Ep 27 of 2012
Monday July 2, 2012
An early and version of the World Wide Web rolled out in France in 1982 is to close after 30 years of service. It was considered one of the world's most successful pre-World Wide Web online services.
The Minitel was a Videotex online service accessible through the telephone lines, and is considered one of the world's most successful pre-World Wide Web online services. Rolled out experimentally in 1978 in Brittany and throughout Francein 1982 by the PTT (Poste, Téléphone et Télécommunications; divided since 1991 between France Télécom and La Poste). From its early days, users could make online purchases, make train reservations, check stock prices, search thetelephone directory, have a mail box, and chat in a similar way to that now made possible by the Internet.
In February 2009, France Telecom indicated the Minitel network still had 10 million monthly connections, among which 1 million are on the 3611 (directory). France Telecom retired the service on the 30th of June 2012.

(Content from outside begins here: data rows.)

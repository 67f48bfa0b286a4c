//! Normalizes raw profile-scraper dataset items into [`Profile`] / [`Post`] values.
//!
//! Scraper output is loosely typed: fields go missing, come back `null`, or change shape
//! between scrape modes. Everything here reads through `serde_json::Value` and falls back
//! to empty values instead of failing.

use std::collections::HashSet;

use serde_json::Value;
use tracing::info;

use crate::models::profile::{truncate_chars, Location, Post, Profile};

const MAX_EXPERIENCE_ENTRIES: usize = 6;
const MAX_EXPERIENCE_DESCRIPTION_CHARS: usize = 300;
const MAX_EXPERIENCE_SKILLS: usize = 6;
const MAX_EDUCATION_ENTRIES: usize = 4;
const MAX_CERTIFICATIONS: usize = 6;

fn str_field<'a>(item: &'a Value, key: &str) -> &'a str {
    item.get(key).and_then(Value::as_str).unwrap_or("")
}

fn u32_field(item: &Value, key: &str) -> u32 {
    item.get(key)
        .and_then(Value::as_u64)
        .map(|n| u32::try_from(n).unwrap_or(u32::MAX))
        .unwrap_or(0)
}

fn bool_field(item: &Value, key: &str) -> bool {
    item.get(key).and_then(Value::as_bool).unwrap_or(false)
}

fn array_field<'a>(item: &'a Value, key: &str) -> &'a [Value] {
    item.get(key)
        .and_then(Value::as_array)
        .map(Vec::as_slice)
        .unwrap_or(&[])
}

fn extract_email(item: &Value) -> String {
    let direct = item
        .get("email")
        .and_then(Value::as_str)
        .filter(|s| !s.trim().is_empty())
        .or_else(|| item.get("Email").and_then(Value::as_str));
    if let Some(email) = direct.filter(|s| !s.trim().is_empty()) {
        return email.trim().to_string();
    }

    let list = match array_field(item, "emails") {
        [] => array_field(item, "emailAddresses"),
        emails => emails,
    };
    match list.first() {
        Some(Value::Object(_)) => {
            let first = &list[0];
            let email = str_field(first, "email");
            if email.is_empty() {
                str_field(first, "address").to_string()
            } else {
                email.to_string()
            }
        }
        Some(Value::String(s)) => s.clone(),
        Some(other) => other.to_string(),
        None => String::new(),
    }
}

/// `(company, company_url)` for the member's current role.
fn extract_current_position(item: &Value) -> (String, String) {
    let company_of = |entry: &Value| {
        (
            str_field(entry, "companyName").to_string(),
            str_field(entry, "companyLinkedinUrl").to_string(),
        )
    };

    if let Some(position) = array_field(item, "currentPosition").first() {
        return company_of(position);
    }

    let experience = array_field(item, "experience");
    let current = experience.iter().find(|exp| match exp.get("endDate") {
        Some(end) if end.as_object().is_some_and(|o| !o.is_empty()) => {
            str_field(end, "text") == "Present" || end.get("year").map_or(true, Value::is_null)
        }
        _ => false,
    });

    current
        .or_else(|| experience.first())
        .map(company_of)
        .unwrap_or_default()
}

fn extract_experience_summary(item: &Value) -> String {
    array_field(item, "experience")
        .iter()
        .take(MAX_EXPERIENCE_ENTRIES)
        .map(|exp| {
            let title = str_field(exp, "position");
            let company = str_field(exp, "companyName");
            let start = exp
                .get("startDate")
                .map(|d| str_field(d, "text"))
                .unwrap_or("");
            let end = exp
                .get("endDate")
                .and_then(|d| d.get("text"))
                .and_then(Value::as_str)
                .unwrap_or("Present");
            let dates = if start.is_empty() {
                str_field(exp, "duration").to_string()
            } else {
                format!("{start} – {end}")
            };

            let mut lines = vec![format!("{title} at {company} ({dates})")];
            let description =
                truncate_chars(str_field(exp, "description"), MAX_EXPERIENCE_DESCRIPTION_CHARS).trim();
            if !description.is_empty() {
                lines.push(format!("  {description}"));
            }
            let skills: Vec<&str> = array_field(exp, "skills")
                .iter()
                .filter_map(Value::as_str)
                .take(MAX_EXPERIENCE_SKILLS)
                .collect();
            if !skills.is_empty() {
                lines.push(format!("  Skills: {}", skills.join(", ")));
            }
            lines.join("\n")
        })
        .collect::<Vec<_>>()
        .join("\n\n")
}

fn extract_education_summary(item: &Value) -> String {
    array_field(item, "education")
        .iter()
        .take(MAX_EDUCATION_ENTRIES)
        .map(|edu| {
            let school = str_field(edu, "schoolName");
            let qualification = [str_field(edu, "degree"), str_field(edu, "fieldOfStudy")]
                .into_iter()
                .filter(|s| !s.is_empty())
                .collect::<Vec<_>>()
                .join(", ");
            let mut entry = if qualification.is_empty() {
                school.to_string()
            } else {
                format!("{qualification} — {school}")
            };
            let period = str_field(edu, "period");
            if !period.is_empty() {
                entry.push_str(&format!(" ({period})"));
            }
            entry
        })
        .collect::<Vec<_>>()
        .join("\n")
}

fn extract_certifications_summary(item: &Value) -> String {
    array_field(item, "certifications")
        .iter()
        .take(MAX_CERTIFICATIONS)
        .map(|cert| {
            let mut parts = vec![str_field(cert, "title").to_string()];
            let issued_by = str_field(cert, "issuedBy");
            if !issued_by.is_empty() {
                parts.push(format!("by {issued_by}"));
            }
            let issued_at = str_field(cert, "issuedAt");
            if !issued_at.is_empty() {
                parts.push(format!("({issued_at})"));
            }
            parts.join(" ")
        })
        .collect::<Vec<_>>()
        .join("\n")
}

fn extract_skills(item: &Value) -> Vec<String> {
    if let Some(skills) = item.get("skills").and_then(Value::as_array) {
        return skills
            .iter()
            .filter_map(|s| match s {
                Value::Object(_) => s.get("name").and_then(Value::as_str).map(str::to_string),
                Value::String(name) => Some(name.clone()),
                Value::Null => None,
                other => Some(other.to_string()),
            })
            .filter(|s| !s.trim().is_empty())
            .collect();
    }

    str_field(item, "topSkills")
        .split(',')
        .map(str::trim)
        .filter(|s| !s.is_empty())
        .map(str::to_string)
        .collect()
}

fn extract_location(item: &Value) -> Location {
    match item.get("location") {
        Some(loc @ Value::Object(_)) => {
            let parsed = loc.get("parsed").cloned().unwrap_or(Value::Null);
            let country = match str_field(&parsed, "countryFull") {
                "" => str_field(&parsed, "country"),
                full => full,
            };
            Location {
                text: str_field(loc, "linkedinText").to_string(),
                country: country.to_string(),
                city: str_field(&parsed, "city").to_string(),
            }
        }
        Some(Value::String(text)) => Location {
            text: text.clone(),
            ..Default::default()
        },
        _ => Location::default(),
    }
}

/// Maps one raw profile-search dataset item to a [`Profile`] with no posts.
pub fn parse_profile(item: &Value) -> Profile {
    let (company, company_url) = extract_current_position(item);
    let first_name = str_field(item, "firstName").to_string();
    let last_name = str_field(item, "lastName").to_string();

    Profile {
        name: format!("{first_name} {last_name}").trim().to_string(),
        first_name,
        last_name,
        headline: str_field(item, "headline").to_string(),
        company,
        company_url,
        location: extract_location(item),
        about: str_field(item, "about").to_string(),
        skills: extract_skills(item),
        linkedin_url: str_field(item, "linkedinUrl").to_string(),
        email: extract_email(item),
        photo: str_field(item, "photo").to_string(),
        connections: u32_field(item, "connectionsCount"),
        followers: u32_field(item, "followerCount"),
        is_open_to_work: bool_field(item, "openToWork"),
        is_hiring: bool_field(item, "hiring"),
        is_premium: bool_field(item, "premium"),
        experience_summary: extract_experience_summary(item),
        education_summary: extract_education_summary(item),
        certifications_summary: extract_certifications_summary(item),
        posts: Vec::new(),
    }
}

/// Maps one raw posts-scraper dataset item to a [`Post`].
pub fn parse_post(item: &Value) -> Post {
    let stats = item.get("stats").cloned().unwrap_or(Value::Null);
    let posted_at = item.get("posted_at").cloned().unwrap_or(Value::Null);
    let media = item.get("media").cloned().unwrap_or(Value::Null);
    // "2w • Edited • 🌐" -> "2w"
    let relative = str_field(&posted_at, "relative")
        .split('•')
        .next()
        .unwrap_or("")
        .trim();
    let media_images = array_field(&media, "images")
        .iter()
        .map(|img| str_field(img, "url"))
        .filter(|url| !url.is_empty())
        .map(str::to_string)
        .collect();

    Post {
        text: str_field(item, "text").to_string(),
        date: str_field(&posted_at, "date").to_string(),
        likes: u32_field(&stats, "total_reactions"),
        comments: u32_field(&stats, "comments"),
        reposts: u32_field(&stats, "reposts"),
        post_url: str_field(item, "url").to_string(),
        relative: relative.to_string(),
        media_type: str_field(&media, "type").to_string(),
        media_url: str_field(&media, "url").to_string(),
        media_thumbnail: str_field(&media, "thumbnail").to_string(),
        media_images,
    }
}

/// Drops profiles whose LinkedIn URL was already seen. Profiles without a URL are kept.
pub fn dedup_by_url(profiles: Vec<Profile>) -> Vec<Profile> {
    let mut seen = HashSet::new();
    profiles
        .into_iter()
        .filter(|p| p.linkedin_url.is_empty() || seen.insert(p.linkedin_url.clone()))
        .collect()
}

/// Parses a full dataset and deduplicates it.
pub fn parse_profiles(items: &[Value]) -> Vec<Profile> {
    let profiles = dedup_by_url(items.iter().map(parse_profile).collect());
    let with_email = profiles.iter().filter(|p| !p.email.is_empty()).count();
    info!(
        "Normalized {} raw items into {} profiles, {} with emails",
        items.len(),
        profiles.len(),
        with_email
    );
    profiles
}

Apple manages to get the Samsung Galaxy Tab 10.1 banned in the United states, so where to now for Samsung? Adam takes a look at the furture of Free to Air TV in Australia drawing parallels to what's just happened in print.
Also, have you ever caught the kids with their hand in the biscuit jar and their face has that look of "sprung bad" written all over it? Well that's just what happened to Telstra last week when Australia's largest telco admitted to tracking websites that their mobile customers had been visiting, and then passing on those details to an off shore company without the consent of it's customers. We'll take a look at this on todays show, along with the newly announced Windows 8 upgrade path.
Looking for previous Apps of the Week? or may be previous Websites of the Week
You can also check out Dr Ron's Show notes for more post show information.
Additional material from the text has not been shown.